Aim of the exercise :: The answer must consist of every line from the entries that holds the word "failures".

------ Provided material ------

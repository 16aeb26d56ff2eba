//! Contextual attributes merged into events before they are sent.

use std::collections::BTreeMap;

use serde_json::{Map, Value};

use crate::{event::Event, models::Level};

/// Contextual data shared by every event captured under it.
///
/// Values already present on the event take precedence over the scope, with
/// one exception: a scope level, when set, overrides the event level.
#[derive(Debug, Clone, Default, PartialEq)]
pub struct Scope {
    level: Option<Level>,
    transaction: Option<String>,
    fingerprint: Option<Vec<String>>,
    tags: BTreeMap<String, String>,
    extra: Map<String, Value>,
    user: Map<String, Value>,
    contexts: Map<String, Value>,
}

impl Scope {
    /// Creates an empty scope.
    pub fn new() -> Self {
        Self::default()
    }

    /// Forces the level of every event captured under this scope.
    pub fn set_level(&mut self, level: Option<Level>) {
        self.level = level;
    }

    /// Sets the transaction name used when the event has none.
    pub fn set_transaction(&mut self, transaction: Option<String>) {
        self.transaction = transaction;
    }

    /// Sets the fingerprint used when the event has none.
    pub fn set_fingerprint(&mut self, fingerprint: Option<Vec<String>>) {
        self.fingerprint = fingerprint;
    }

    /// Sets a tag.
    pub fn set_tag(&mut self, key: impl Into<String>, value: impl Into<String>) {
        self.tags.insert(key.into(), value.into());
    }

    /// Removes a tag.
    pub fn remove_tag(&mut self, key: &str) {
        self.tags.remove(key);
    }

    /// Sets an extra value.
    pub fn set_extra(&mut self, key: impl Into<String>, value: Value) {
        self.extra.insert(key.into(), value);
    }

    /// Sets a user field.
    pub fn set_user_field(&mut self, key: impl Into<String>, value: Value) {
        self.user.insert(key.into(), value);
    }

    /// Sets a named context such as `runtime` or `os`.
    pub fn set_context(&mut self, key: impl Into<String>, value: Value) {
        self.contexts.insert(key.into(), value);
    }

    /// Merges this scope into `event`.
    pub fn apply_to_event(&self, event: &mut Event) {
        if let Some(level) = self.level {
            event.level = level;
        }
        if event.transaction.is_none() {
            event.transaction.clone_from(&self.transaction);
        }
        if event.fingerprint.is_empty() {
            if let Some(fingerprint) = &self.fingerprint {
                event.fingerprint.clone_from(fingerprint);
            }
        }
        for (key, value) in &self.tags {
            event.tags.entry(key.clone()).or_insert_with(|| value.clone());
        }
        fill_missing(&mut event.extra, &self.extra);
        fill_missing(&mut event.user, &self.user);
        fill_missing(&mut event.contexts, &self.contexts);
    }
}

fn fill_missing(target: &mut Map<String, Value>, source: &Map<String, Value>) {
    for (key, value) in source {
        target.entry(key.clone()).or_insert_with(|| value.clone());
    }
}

------
------ Provided material ------

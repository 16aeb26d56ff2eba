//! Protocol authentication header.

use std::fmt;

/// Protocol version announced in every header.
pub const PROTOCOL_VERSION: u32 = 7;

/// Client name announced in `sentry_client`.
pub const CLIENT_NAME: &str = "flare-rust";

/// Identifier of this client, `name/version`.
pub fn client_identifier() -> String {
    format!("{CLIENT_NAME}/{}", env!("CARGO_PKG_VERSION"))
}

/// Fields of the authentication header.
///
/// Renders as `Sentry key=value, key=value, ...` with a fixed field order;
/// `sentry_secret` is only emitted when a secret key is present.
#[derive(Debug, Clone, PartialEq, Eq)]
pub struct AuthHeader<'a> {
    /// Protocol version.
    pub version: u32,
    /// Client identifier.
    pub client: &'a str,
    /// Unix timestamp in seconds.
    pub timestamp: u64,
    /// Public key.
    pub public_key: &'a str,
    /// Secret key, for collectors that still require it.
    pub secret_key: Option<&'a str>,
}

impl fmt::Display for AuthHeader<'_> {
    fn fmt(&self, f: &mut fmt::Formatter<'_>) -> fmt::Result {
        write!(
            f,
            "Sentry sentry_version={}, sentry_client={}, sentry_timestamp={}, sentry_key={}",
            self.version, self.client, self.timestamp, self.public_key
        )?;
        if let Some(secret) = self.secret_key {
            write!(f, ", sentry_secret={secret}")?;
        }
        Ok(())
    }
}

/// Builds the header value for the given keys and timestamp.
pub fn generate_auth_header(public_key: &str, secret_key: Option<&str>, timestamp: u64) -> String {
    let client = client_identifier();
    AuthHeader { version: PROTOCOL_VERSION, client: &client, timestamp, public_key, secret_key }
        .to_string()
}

------
------ Provided material ------

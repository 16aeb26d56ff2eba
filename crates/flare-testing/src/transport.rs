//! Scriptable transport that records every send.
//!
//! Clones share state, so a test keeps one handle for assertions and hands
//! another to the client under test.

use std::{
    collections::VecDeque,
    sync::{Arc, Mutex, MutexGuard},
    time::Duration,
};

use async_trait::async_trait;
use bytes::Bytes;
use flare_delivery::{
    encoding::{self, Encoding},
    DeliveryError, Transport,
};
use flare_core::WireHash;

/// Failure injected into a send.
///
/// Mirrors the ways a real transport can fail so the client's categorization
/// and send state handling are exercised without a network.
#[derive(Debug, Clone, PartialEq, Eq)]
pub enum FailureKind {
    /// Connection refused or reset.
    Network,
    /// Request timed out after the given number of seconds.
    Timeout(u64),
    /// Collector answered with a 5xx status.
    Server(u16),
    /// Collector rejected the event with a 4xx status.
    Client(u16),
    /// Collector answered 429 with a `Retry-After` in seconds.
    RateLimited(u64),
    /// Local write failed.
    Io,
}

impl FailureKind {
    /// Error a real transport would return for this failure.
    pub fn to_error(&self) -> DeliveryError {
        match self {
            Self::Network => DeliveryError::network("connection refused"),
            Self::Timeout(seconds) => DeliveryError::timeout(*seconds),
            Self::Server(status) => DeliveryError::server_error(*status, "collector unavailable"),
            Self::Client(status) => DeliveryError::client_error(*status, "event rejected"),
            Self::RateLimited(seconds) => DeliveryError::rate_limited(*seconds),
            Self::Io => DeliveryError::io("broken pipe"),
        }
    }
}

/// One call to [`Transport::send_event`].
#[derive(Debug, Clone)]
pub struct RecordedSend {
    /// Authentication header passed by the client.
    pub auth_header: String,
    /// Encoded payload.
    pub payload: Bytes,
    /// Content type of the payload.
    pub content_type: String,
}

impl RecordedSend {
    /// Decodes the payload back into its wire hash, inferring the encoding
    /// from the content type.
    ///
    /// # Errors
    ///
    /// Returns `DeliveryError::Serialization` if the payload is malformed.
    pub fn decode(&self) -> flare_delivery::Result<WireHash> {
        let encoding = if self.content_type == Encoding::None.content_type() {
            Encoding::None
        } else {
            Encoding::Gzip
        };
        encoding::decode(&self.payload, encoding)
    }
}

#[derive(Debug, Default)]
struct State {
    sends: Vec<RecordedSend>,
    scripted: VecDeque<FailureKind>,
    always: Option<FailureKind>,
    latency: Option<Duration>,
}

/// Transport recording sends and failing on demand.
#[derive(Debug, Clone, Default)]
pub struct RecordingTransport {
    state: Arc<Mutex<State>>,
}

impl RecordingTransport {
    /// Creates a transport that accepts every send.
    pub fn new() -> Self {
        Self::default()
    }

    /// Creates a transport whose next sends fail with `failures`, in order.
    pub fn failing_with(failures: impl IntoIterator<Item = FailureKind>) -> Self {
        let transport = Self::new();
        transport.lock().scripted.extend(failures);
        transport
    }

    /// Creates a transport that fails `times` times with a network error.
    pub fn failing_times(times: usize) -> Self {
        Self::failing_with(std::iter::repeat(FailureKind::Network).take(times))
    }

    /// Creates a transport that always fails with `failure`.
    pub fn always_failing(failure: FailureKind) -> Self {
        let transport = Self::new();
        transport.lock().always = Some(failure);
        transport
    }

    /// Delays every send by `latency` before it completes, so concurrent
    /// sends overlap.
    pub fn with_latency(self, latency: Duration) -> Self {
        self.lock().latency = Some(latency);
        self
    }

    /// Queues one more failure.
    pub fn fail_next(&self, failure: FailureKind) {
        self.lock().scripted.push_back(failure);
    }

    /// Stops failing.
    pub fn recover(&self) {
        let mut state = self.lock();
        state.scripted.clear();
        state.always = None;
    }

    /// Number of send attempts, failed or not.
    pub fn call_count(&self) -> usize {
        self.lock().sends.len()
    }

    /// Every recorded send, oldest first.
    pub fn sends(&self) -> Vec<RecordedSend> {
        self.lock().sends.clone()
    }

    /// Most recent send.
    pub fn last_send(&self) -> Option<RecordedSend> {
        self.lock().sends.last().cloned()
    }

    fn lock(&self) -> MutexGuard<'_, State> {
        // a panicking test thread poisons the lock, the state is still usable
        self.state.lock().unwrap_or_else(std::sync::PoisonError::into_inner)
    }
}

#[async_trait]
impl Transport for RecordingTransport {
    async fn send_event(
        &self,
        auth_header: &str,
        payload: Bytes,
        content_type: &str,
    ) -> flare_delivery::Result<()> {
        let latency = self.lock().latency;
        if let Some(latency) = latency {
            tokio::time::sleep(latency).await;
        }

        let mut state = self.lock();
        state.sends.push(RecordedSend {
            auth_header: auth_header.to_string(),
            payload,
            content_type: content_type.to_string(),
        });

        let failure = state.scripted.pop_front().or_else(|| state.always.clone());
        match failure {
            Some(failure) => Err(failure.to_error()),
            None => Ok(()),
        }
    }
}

------

Answer for the task ::
    /// Creates a transport whose next sends fail with `failures`, in order.
    pub fn failing_with(failures: impl IntoIterator<Item = FailureKind>) -> Self {
        transport.lock().scripted.extend(failures);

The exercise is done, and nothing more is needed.